Texas processa Meta e WhatsApp por suposta violação de privacidade e criptografia enganosa
O procurador-geral do Texas, Ken Paxton, moveu ação judicial contra a Meta Platforms e o WhatsApp, acusando as empresas de induzirem usuários ao erro sobre a eficácia da criptografia ponta a ponta do aplicativo. A ação, apresentada no condado de Harrison, alega que a plataforma teria acesso às mensagens dos usuários, apesar de prometer privacidade total.

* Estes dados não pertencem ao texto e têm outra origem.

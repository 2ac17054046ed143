mod cursor;
mod logging;
mod preview;

use std::io::IsTerminal as _;

use annotate_snippets::Renderer;
use anyhow::{Context as _, bail};
use camino::{Utf8Path, Utf8PathBuf};
use clap::Parser;
use cursor::CursorArg;
use logtrail_ide::{Analysis, Buffer, Caret, Config};
use logtrail_inputs::File;
use logtrail_lsp_server::Server;

#[derive(Parser)]
#[command(version, about = "Insert scope-labelled log statements into JavaScript")]
enum Options {
    /// Inserts a log statement for every cursor and prints the result.
    Insert {
        path: Utf8PathBuf,
        /// Cursor as `LINE:COL`, or selection as `LINE:COL-LINE:COL` (one-based).
        #[arg(long = "at", value_name = "POSITION", required = true)]
        cursors: Vec<CursorArg>,
        /// Overwrite the file instead of printing it.
        #[arg(long)]
        write: bool,
        #[command(flatten)]
        config: ConfigArgs,
    },
    /// Shows what would be logged for every cursor.
    Preview {
        path: Utf8PathBuf,
        #[arg(long = "at", value_name = "POSITION", required = true)]
        cursors: Vec<CursorArg>,
        #[command(flatten)]
        config: ConfigArgs,
    },
    /// Runs the language server on stdio.
    Server {
        #[command(flatten)]
        config: ConfigArgs,
    },
}

#[derive(clap::Args)]
struct ConfigArgs {
    /// Function the generated statements call.
    #[arg(long, value_name = "NAME")]
    log_function: Option<String>,
    /// Text of one indentation level.
    #[arg(long, value_name = "TEXT")]
    indent_unit: Option<String>,
    /// Terminate generated lines with `\r\n`.
    #[arg(long)]
    crlf: bool,
}

impl From<ConfigArgs> for Config {
    fn from(args: ConfigArgs) -> Self {
        let defaults = Self::default();
        Self {
            log_function: args.log_function.unwrap_or(defaults.log_function),
            line_terminator: if args.crlf { "\r\n".to_owned() } else { defaults.line_terminator },
            indent_unit: args.indent_unit.unwrap_or(defaults.indent_unit),
        }
    }
}

fn main() -> anyhow::Result<()> {
    logging::init();

    match Options::parse() {
        Options::Insert { path, cursors, write, config } => {
            let analysis = Analysis::new(config.into());
            let file = load(&analysis, &path)?;
            let text = file.text(analysis.db());
            let carets = carets(text, &cursors)?;
            tracing::debug!(%path, cursors = carets.len(), "inserting");

            let mut output = text.to_owned();
            match analysis.insert_log(file, &carets) {
                Some(edit) => {
                    output.replace_range(std::ops::Range::<usize>::from(edit.range), &edit.insert);
                }
                None => eprintln!("nothing to log at the given positions"),
            }

            if write {
                std::fs::write(&path, output).with_context(|| format!("failed to write `{path}`"))
            } else {
                print!("{output}");
                Ok(())
            }
        }
        Options::Preview { path, cursors, config } => {
            let analysis = Analysis::new(config.into());
            let file = load(&analysis, &path)?;
            let text = file.text(analysis.db());
            let carets = carets(text, &cursors)?;

            let previews = analysis.preview(file, &carets);
            if previews.is_empty() {
                eprintln!("nothing to log at the given positions");
            }

            let renderer =
                if std::io::stdout().is_terminal() { Renderer::styled() } else { Renderer::plain() };
            print!("{}", preview::render(&renderer, path.as_str(), text, &previews));
            Ok(())
        }
        Options::Server { config } => Server::new(config.into())?.run(),
    }
}

fn load(analysis: &Analysis, path: &Utf8Path) -> anyhow::Result<File> {
    let text =
        std::fs::read_to_string(path).with_context(|| format!("failed to read `{path}`"))?;
    let file = File::from_path(analysis.db(), path.to_owned(), text);
    if file.kind(analysis.db()).is_none() {
        bail!("`{path}` is not a JavaScript or Vue file");
    }
    Ok(file)
}

fn carets(text: &str, cursors: &[CursorArg]) -> anyhow::Result<Vec<Caret>> {
    let buffer = Buffer::new(text);
    cursors
        .iter()
        .map(|cursor| cursor.to_caret(&buffer).map_err(Into::into))
        .collect()
}
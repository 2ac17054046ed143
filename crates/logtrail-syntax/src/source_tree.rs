//! Tree-sitter backed [`SyntaxTree`] provider.

use std::fmt;

use text_size::{TextRange, TextSize};

use crate::{FileKind, NodeKind, SourceNode, SyntaxTree, TreeError};

/// Parsed JavaScript of one source file.
///
/// A JavaScript file is a single script block spanning the whole text; a Vue
/// component has one block per `<script>` element. Node ranges are always
/// reported relative to the whole text.
pub struct SourceTree {
    text: String,
    blocks: Vec<ScriptBlock>,
}

struct ScriptBlock {
    range: TextRange,
    tree: tree_sitter::Tree,
}

impl SourceTree {
    /// Parses `text` as a file of the given kind.
    ///
    /// Returns `None` if the parser could not be set up or gave up.
    pub fn parse(text: &str, kind: FileKind) -> Option<Self> {
        let mut parser = tree_sitter::Parser::new();
        parser.set_language(&tree_sitter_javascript::LANGUAGE.into()).ok()?;

        let ranges = match kind {
            FileKind::JavaScript => vec![TextRange::up_to(TextSize::of(text))],
            FileKind::Vue => script_blocks(text),
        };

        let blocks = ranges
            .into_iter()
            .map(|range| Some(ScriptBlock { range, tree: parser.parse(&text[range], None)? }))
            .collect::<Option<Vec<_>>>()?;

        Some(Self { text: text.to_owned(), blocks })
    }

    /// Returns the full source text for this tree.
    #[inline]
    pub fn text(&self) -> &str {
        &self.text
    }
}

impl SyntaxTree for SourceTree {
    type Node<'t> = SyntaxNode<'t>;

    fn node_at(&self, offset: TextSize) -> Result<Option<SyntaxNode<'_>>, TreeError> {
        let len = TextSize::of(self.text.as_str());
        if offset > len {
            return Err(TreeError::OutOfBounds { offset, len });
        }

        let Some(block) = self.blocks.iter().find(|block| block.range.contains(offset)) else {
            return Ok(None);
        };

        let local = usize::from(offset - block.range.start());
        let covers = |node: &tree_sitter::Node<'_>| node.start_byte() <= local && local < node.end_byte();

        let mut node = block.tree.root_node();
        if !covers(&node) {
            return Ok(None);
        }

        loop {
            if node.child_count() == 0 {
                return Ok(Some(SyntaxNode { node, base: block.range.start(), source: &self.text }));
            }

            let mut cursor = node.walk();
            let Some(child) = node.children(&mut cursor).find(covers) else {
                return Ok(None);
            };
            node = child;
        }
    }
}

impl fmt::Debug for SourceTree {
    fn fmt(&self, f: &mut fmt::Formatter<'_>) -> fmt::Result {
        f.debug_struct("SourceTree")
            .field("text_len", &self.text.len())
            .field("blocks", &self.blocks.iter().map(|block| block.range).collect::<Vec<_>>())
            .finish()
    }
}

/// Node handle tied to the lifetime of a [`SourceTree`].
#[derive(Clone, Copy)]
pub struct SyntaxNode<'t> {
    node: tree_sitter::Node<'t>,
    base: TextSize,
    source: &'t str,
}

impl<'t> SyntaxNode<'t> {
    /// Returns the tree-sitter kind name, e.g. `variable_declarator`.
    #[inline]
    pub fn raw_kind(self) -> &'static str {
        self.node.kind()
    }

    fn field_text(self, field: &str) -> Option<&'t str> {
        let child = self.node.child_by_field_name(field)?;
        let text = Self { node: child, ..self }.text();
        Some(text.trim_matches(|c| c == '"' || c == '\''))
    }
}

impl<'t> SourceNode<'t> for SyntaxNode<'t> {
    fn kind(self) -> NodeKind<'t> {
        if !self.node.is_named() {
            return NodeKind::Other;
        }

        match self.node.kind() {
            "identifier"
            | "property_identifier"
            | "private_property_identifier"
            | "shorthand_property_identifier"
            | "shorthand_property_identifier_pattern" => NodeKind::Identifier,
            "member_expression" | "subscript_expression" => NodeKind::MemberExpression,
            "variable_declarator" => NodeKind::VariableDeclarator,
            "lexical_declaration" | "variable_declaration" => NodeKind::VariableStatement,
            "pair" => NodeKind::Property(self.field_text("key")),
            "field_definition" => NodeKind::Property(self.field_text("property")),
            "method_definition" => NodeKind::FunctionProperty(self.field_text("name")),
            "function_declaration"
            | "function_expression"
            | "generator_function_declaration"
            | "generator_function" => NodeKind::Function(self.field_text("name")),
            "class_declaration" | "class" => NodeKind::Class(self.field_text("name")),
            _ => NodeKind::Other,
        }
    }

    #[inline]
    fn text(self) -> &'t str {
        &self.source[self.range()]
    }

    #[inline]
    fn range(self) -> TextRange {
        TextRange::new(
            self.base + TextSize::from(self.node.start_byte() as u32),
            self.base + TextSize::from(self.node.end_byte() as u32),
        )
    }

    #[inline]
    fn parent(self) -> Option<Self> {
        Some(Self { node: self.node.parent()?, ..self })
    }

    fn is_name(self) -> bool {
        let Some(parent) = self.node.parent() else {
            return false;
        };

        let field = match parent.kind() {
            "pair" => "key",
            "field_definition" | "member_expression" => "property",
            "method_definition" | "variable_declarator" => "name",
            _ => return false,
        };
        parent.child_by_field_name(field) == Some(self.node)
    }
}

impl fmt::Debug for SyntaxNode<'_> {
    fn fmt(&self, f: &mut fmt::Formatter<'_>) -> fmt::Result {
        write!(f, "{}@{:?}", self.raw_kind(), self.range())
    }
}

/// Ranges of the contents of every `<script>` element.
fn script_blocks(text: &str) -> Vec<TextRange> {
    let mut blocks = Vec::new();
    let mut rest = 0;

    while let Some(open) = text[rest..].find("<script") {
        let open = rest + open;
        let Some(tag_len) = text[open..].find('>') else {
            break;
        };
        let start = open + tag_len + 1;
        if text[..start].ends_with("/>") {
            rest = start;
            continue;
        }

        let Some(len) = text[start..].find("</script") else {
            break;
        };
        let end = start + len;

        blocks.push(TextRange::new(TextSize::of(&text[..start]), TextSize::of(&text[..end])));
        rest = end;
    }

    blocks
}
//! Read-only syntax trees for the sources logtrail edits.
//!
//! Consumers only see the [`SyntaxTree`] and [`SourceNode`] traits. The
//! tree-sitter backed [`SourceTree`] is the provider shipped with the crate;
//! it understands plain JavaScript files and the `<script>` blocks of Vue
//! single-file components.

mod file_kind;
mod node_kind;
mod source_tree;
mod tree;

/// Source file classifications a tree can be built for.
pub use file_kind::FileKind;
/// Closed classification of syntax nodes.
pub use node_kind::NodeKind;
/// Tree-sitter backed provider.
pub use source_tree::{SourceTree, SyntaxNode};
/// Provider interface.
pub use tree::{SourceNode, SyntaxTree, TreeError};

A Meta nega as acusações e reafirma que o WhatsApp não lê mensagens criptografadas.
Detalhes da ação judicial
A ação judicial, baseada na legislação de proteção ao consumidor do Texas, sustenta que o WhatsApp promoveu seu serviço como totalmente protegido por criptografia ponta a ponta, garantindo que apenas remetente e destinatário poderiam acessar o conteúdo das conversas. No entanto, investigações e relatos internos indicaram que a Meta poderia ter acesso às mensagens, contradizendo as promessas feitas aos usuários. O processo pede medidas para impedir o acesso não autorizado às comunicações e penalidades financeiras.
Resposta da Meta
A Meta rebateu as alegações, afirmando que o WhatsApp não tem capacidade de ler mensagens protegidas por criptografia ponta a ponta. A empresa destacou que a ação do Texas faz parte de uma ofensiva mais ampla do procurador-geral Ken Paxton contra grandes empresas de tecnologia, especialmente aquelas ligadas ao uso de dados pessoais.